# Integer multiplication

Suppose we have two unsigned integers, A and B, and we wish to compute their product. Let A be the multiplicand and B the multiplier:

$$A_{n-1} \dots A_1 A_0$$
 multiplicand  $\times \underbrace{B_{n-1} \dots B_1 B_0}_{P_{2n-1}} \dots \underbrace{P_{n-1} \dots P_1 P_0}_{P_0}$  product

If the multiplier and multiplicand each have n bits, then the product has at most 2n bits, since

$$(2^{n}-1)*(2^{n}-1)<2^{2n}-1.$$

For example, if we are multiplying two 32 bit unsigned integers, then we may need as many as 64 bits to represent the product.

Recall your grade school algorithm for multiplying two numbers. We can use the same algorithm if the numbers are written in binary. The reason is that shifting a binary number one bit to the left is the same as multiplying by 2, just as in decimal multiplying by ten shifts digits left by one. In the case of binary, each 1 bit  $b_i$  in the multiplier means we have a contribution  $2^i$  times the multiplicand, and so we add the shifted multiplicands.

| 1001101          |
|------------------|
| × 0010111        |
| 1001101          |
| 10011010         |
| 100110100        |
| 0000000000       |
| 10011010000      |
| 000000000000     |
| +000000000000000 |
| product          |

In grade school algorithm, we compute all the left shifts in advance, building up several rows of numbers. Then, this set of numbers is added together to yield the product (as above).

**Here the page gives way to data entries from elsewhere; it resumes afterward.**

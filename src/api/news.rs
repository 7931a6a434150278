use serde_json::Value;

use super::ListQuery;
use crate::error::Result;
use crate::http_client::{ApiClient, RequestOptions};

impl ApiClient {
    pub async fn list_news(&self, query: &ListQuery) -> Result<Value> {
        self.request_json("/news", query.options(), "Failed to fetch news articles")
            .await
    }

    pub async fn get_news(&self, id: i64) -> Result<Value> {
        self.request_json(
            &format!("/news/{}", id),
            RequestOptions::get(),
            "Failed to fetch news article",
        )
        .await
    }

    pub async fn featured_news(&self) -> Result<Value> {
        self.request_json("/news/featured", RequestOptions::get(), "Failed to fetch featured news")
            .await
    }

    pub async fn news_categories(&self) -> Result<Value> {
        self.request_json(
            "/news/categories",
            RequestOptions::get(),
            "Failed to fetch news categories",
        )
        .await
    }

    pub async fn news_stats(&self) -> Result<Value> {
        self.request_json("/news/stats", RequestOptions::get(), "Failed to fetch news statistics")
            .await
    }
}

Let's consider an alternative algorithm that avoids building a big circuit to adds the n numbers. (We only consider the binary case, but the same idea would work for decimal too.) The algorithm generates the rows one by one, shifting the multiplicand at each step. When bit  $B_i$  of the multiplier is 1, the shifted multiplicand is added to an accumulated total. When bit  $B_i$  is 0, nothing is added to the total.

What hardware do we need to multiply two n = 32 bit unsigned numbers?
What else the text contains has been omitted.